◆ Extracted data:
═══

//! File dialogs and loading, run off the UI thread by `Task::perform`.
//!
//! Results come back as `Result<_, String>`; a dismissed dialog is the
//! error `"Cancelled"`, which the update loop ignores quietly.

use rfd::AsyncFileDialog;
use slate_core::Document;
use std::path::PathBuf;

pub const CANCELLED: &str = "Cancelled";

fn dialog() -> AsyncFileDialog {
    AsyncFileDialog::new()
        .add_filter("Text Files", &["txt"])
        .add_filter("Python Files", &["py"])
        .add_filter("All Files", &["*"])
}

/// Reads `path` into a document.
pub async fn load_document(path: PathBuf) -> Result<Document, String> {
    Document::open(&path).map_err(|e| format!("Failed to open {}: {}", path.display(), e))
}

/// Asks for a file to open, then reads it.
pub async fn pick_and_load() -> Result<Document, String> {
    match dialog().set_title("Open").pick_file().await {
        Some(file) => load_document(file.path().to_path_buf()).await,
        None => Err(CANCELLED.to_string()),
    }
}

/// Asks where to save, suggesting `file_name`.
pub async fn pick_save_path(file_name: String) -> Result<PathBuf, String> {
    match dialog().set_title("Save As").set_file_name(file_name).save_file().await {
        Some(file) => Ok(file.path().to_path_buf()),
        None => Err(CANCELLED.to_string()),
    }
}
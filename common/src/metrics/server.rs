use crate::chain_client::ChainClient;
use crate::metrics::Metrics;
use crate::utils::cancellation_token::CancellationToken;
use alloy::primitives::Address;
use serde::Serialize;
use std::net::SocketAddr;
use std::str::FromStr;
use std::sync::Arc;
use tracing::info;
use warp::Filter;

#[derive(Debug, Serialize, PartialEq, Eq)]
pub struct BalanceResponse {
    pub address: String,
    /// Decimal wei amount, `None` when the account cannot be read.
    pub balance: Option<String>,
}

pub async fn balance_response<C: ChainClient>(
    client: Option<Arc<C>>,
    address: String,
) -> BalanceResponse {
    let balance = match (client, Address::from_str(&address)) {
        (Some(client), Ok(parsed)) => client
            .try_read_l2_balance(parsed)
            .await
            .map(|b| b.to_string()),
        _ => None,
    };
    BalanceResponse { address, balance }
}

/// Serves `/metrics` and, when a client is given, `/balance/{address}` for balance pollers.
pub fn serve_metrics<C: ChainClient + 'static>(
    metrics: Arc<Metrics>,
    balance_client: Option<Arc<C>>,
    port: u16,
    cancel_token: CancellationToken,
) {
    tokio::spawn(async move {
        let metrics_route = warp::path!("metrics").and(warp::get()).map(move || {
            let output = metrics.gather();
            warp::reply::with_header(output, "Content-Type", "text/plain; version=0.0.4")
        });

        let balance_route = warp::path!("balance" / String)
            .and(warp::get())
            .then(move |address: String| {
                let client = balance_client.clone();
                async move { warp::reply::json(&balance_response(client, address).await) }
            });

        let addr: SocketAddr = ([0, 0, 0, 0], port).into();
        info!("Metrics server listening on {}", addr);
        let server = warp::serve(metrics_route.or(balance_route))
            .bind(addr)
            .await;

        let shutdown_token = cancel_token.clone();
        server
            .graceful(async move {
                shutdown_token.cancelled().await;
                info!("Shutdown signal received, stopping metrics server...");
            })
            .run()
            .await;
    });
}
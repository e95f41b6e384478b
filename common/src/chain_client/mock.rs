//! Scriptable in-memory [`ChainClient`] for driving the service state machines in tests.

use super::{ChainClient, Layer, OracleObservation, ServiceError, TxHandle, TxStatus, ValueKey};
use alloy::primitives::{Address, B256, Bytes, U256};
use std::collections::{HashMap, VecDeque};
use std::sync::Mutex;

#[derive(Debug, Clone, PartialEq, Eq)]
pub enum MockCall {
    ReadL1(ValueKey),
    ReadL2(ValueKey),
    ReadBalance(Address),
    SubmitL1 { to: Address, data: Bytes, value: U256 },
    SubmitL2 { to: Address, data: Bytes },
    WaitForConfirmation(TxHandle),
    CheckConfirmation(TxHandle),
}

#[derive(Debug, Clone, PartialEq, Eq)]
pub struct SubmittedTx {
    pub handle: TxHandle,
    pub to: Address,
    pub data: Bytes,
    pub value: U256,
}

type SubmitHook = Box<dyn FnMut(&SubmittedTx, &mut MockState) + Send>;

#[derive(Default)]
pub struct MockState {
    pub block_number: u64,
    pub timestamp: u64,
    pub gas_price: U256,
    /// Answers to L1 view calls keyed by `(to, calldata)`.
    pub l1_calls: HashMap<(Address, Bytes), U256>,
    /// Answers to L2 view calls keyed by `(to, calldata)`.
    pub l2_calls: HashMap<(Address, Bytes), U256>,
    pub l2_balances: HashMap<Address, U256>,
    pub l1_read_errors: VecDeque<ServiceError>,
    pub l2_read_errors: VecDeque<ServiceError>,
    pub balance_errors: VecDeque<ServiceError>,
    /// Errors returned by the next submissions, before any submission succeeds.
    pub submit_errors: VecDeque<ServiceError>,
    /// Outcomes of successive confirmation waits. Empty means confirmed.
    pub confirmation_results: VecDeque<TxStatus>,
    /// Outcomes of successive one-shot receipt checks. Empty or `None` means the node does not
    /// know the transaction.
    pub check_results: VecDeque<Option<TxStatus>>,
    pub submitted: Vec<SubmittedTx>,
    pub calls: Vec<MockCall>,
    next_nonce: HashMap<Layer, u64>,
    in_flight: u64,
    pub max_in_flight: u64,
}

pub struct MockChainClient {
    signer: Address,
    l2_chain_id: u64,
    state: Mutex<MockState>,
    on_submit: Mutex<Option<SubmitHook>>,
}

impl MockChainClient {
    pub fn new(signer: Address) -> Self {
        Self {
            signer,
            l2_chain_id: 167,
            state: Mutex::new(MockState {
                block_number: 100,
                timestamp: 1_700_000_000,
                ..Default::default()
            }),
            on_submit: Mutex::new(None),
        }
    }

    /// Runs `f` on the mutable chain state.
    pub fn with_state<R>(&self, f: impl FnOnce(&mut MockState) -> R) -> R {
        let mut state = self.state.lock().expect("mock state poisoned");
        f(&mut state)
    }

    /// Installs a hook applied to the chain state whenever a submission is accepted, e.g. to
    /// make an oracle update or deposit visible.
    pub fn on_submit(&self, hook: impl FnMut(&SubmittedTx, &mut MockState) + Send + 'static) {
        *self.on_submit.lock().expect("mock hook poisoned") = Some(Box::new(hook));
    }

    pub fn calls(&self) -> Vec<MockCall> {
        self.with_state(|s| s.calls.clone())
    }

    pub fn submitted(&self) -> Vec<SubmittedTx> {
        self.with_state(|s| s.submitted.clone())
    }

    fn observation(state: &MockState, value: U256) -> OracleObservation {
        OracleObservation {
            value,
            block_number: state.block_number,
            timestamp: state.timestamp,
        }
    }

    fn read(&self, layer: Layer, key: &ValueKey) -> Result<OracleObservation, ServiceError> {
        self.with_state(|s| {
            let (errors, calls) = match layer {
                Layer::L1 => {
                    s.calls.push(MockCall::ReadL1(key.clone()));
                    (&mut s.l1_read_errors, &s.l1_calls)
                }
                Layer::L2 => {
                    s.calls.push(MockCall::ReadL2(key.clone()));
                    (&mut s.l2_read_errors, &s.l2_calls)
                }
            };
            if let Some(err) = errors.pop_front() {
                return Err(err);
            }
            let value = match key {
                ValueKey::GasPrice => s.gas_price,
                ValueKey::Call { to, calldata } => calls
                    .get(&(*to, calldata.clone()))
                    .copied()
                    .ok_or_else(|| ServiceError::Decode(format!("no answer for call to {to}")))?,
            };
            Ok(Self::observation(s, value))
        })
    }

    fn submit(
        &self,
        layer: Layer,
        to: Address,
        data: Bytes,
        value: U256,
        replaces: Option<TxHandle>,
    ) -> Result<TxHandle, ServiceError> {
        let tx = self.with_state(|s| {
            s.calls.push(match layer {
                Layer::L1 => MockCall::SubmitL1 {
                    to,
                    data: data.clone(),
                    value,
                },
                Layer::L2 => MockCall::SubmitL2 {
                    to,
                    data: data.clone(),
                },
            });
            if let Some(err) = s.submit_errors.pop_front() {
                return Err(err);
            }
            let sequence = u64::try_from(s.submitted.len()).unwrap_or(u64::MAX);
            let nonce = match replaces {
                Some(original) => original.nonce,
                None => {
                    let next = s.next_nonce.entry(layer).or_default();
                    *next += 1;
                    *next - 1
                }
            };
            let tx = SubmittedTx {
                handle: TxHandle {
                    layer,
                    hash: B256::left_padding_from(&(sequence + 1).to_be_bytes()),
                    nonce,
                },
                to,
                data,
                value,
            };
            s.submitted.push(tx.clone());
            s.in_flight += 1;
            s.max_in_flight = s.max_in_flight.max(s.in_flight);
            Ok(tx)
        })?;

        if let Some(hook) = self.on_submit.lock().expect("mock hook poisoned").as_mut() {
            self.with_state(|s| hook(&tx, s));
        }
        Ok(tx.handle)
    }
}

impl ChainClient for MockChainClient {
    fn signer_address(&self) -> Address {
        self.signer
    }

    fn l2_chain_id(&self) -> u64 {
        self.l2_chain_id
    }

    async fn read_l1_value(&self, key: &ValueKey) -> Result<OracleObservation, ServiceError> {
        self.read(Layer::L1, key)
    }

    async fn read_l2_value(&self, key: &ValueKey) -> Result<OracleObservation, ServiceError> {
        self.read(Layer::L2, key)
    }

    async fn read_l2_balance(&self, address: Address) -> Result<U256, ServiceError> {
        self.with_state(|s| {
            s.calls.push(MockCall::ReadBalance(address));
            if let Some(err) = s.balance_errors.pop_front() {
                return Err(err);
            }
            Ok(s.l2_balances.get(&address).copied().unwrap_or_default())
        })
    }

    async fn submit_l2_transaction(
        &self,
        to: Address,
        data: Bytes,
        replaces: Option<TxHandle>,
    ) -> Result<TxHandle, ServiceError> {
        self.submit(Layer::L2, to, data, U256::ZERO, replaces)
    }

    async fn submit_l1_transaction(
        &self,
        to: Address,
        data: Bytes,
        value: U256,
        replaces: Option<TxHandle>,
    ) -> Result<TxHandle, ServiceError> {
        self.submit(Layer::L1, to, data, value, replaces)
    }

    async fn wait_for_confirmation(&self, handle: &TxHandle, _confirmations: u64) -> TxStatus {
        self.with_state(|s| {
            s.calls.push(MockCall::WaitForConfirmation(*handle));
            s.in_flight = s.in_flight.saturating_sub(1);
            s.confirmation_results
                .pop_front()
                .unwrap_or(TxStatus::Confirmed {
                    block_number: s.block_number,
                })
        })
    }

    async fn check_confirmation(
        &self,
        handle: &TxHandle,
        _confirmations: u64,
    ) -> Result<Option<TxStatus>, ServiceError> {
        self.with_state(|s| {
            s.calls.push(MockCall::CheckConfirmation(*handle));
            Ok(s.check_results.pop_front().flatten())
        })
    }
}
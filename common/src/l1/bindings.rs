use alloy::sol;

sol! {
    /// L1 side of the native bridge. Deposits are credited to `_to` on L2.
    #[allow(missing_docs)]
    #[sol(rpc)]
    contract L1Portal {
        function depositTransaction(
            address _to,
            uint256 _value,
            uint64 _gasLimit,
            bool _isCreation,
            bytes memory _data
        ) external payable;
    }
}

═══

◆ What you have to do: Take from the listing above each line in which the string "copied" is found.

◆ Answer to this task:
                    .copied()
            Ok(s.l2_balances.get(&address).copied().unwrap_or_default())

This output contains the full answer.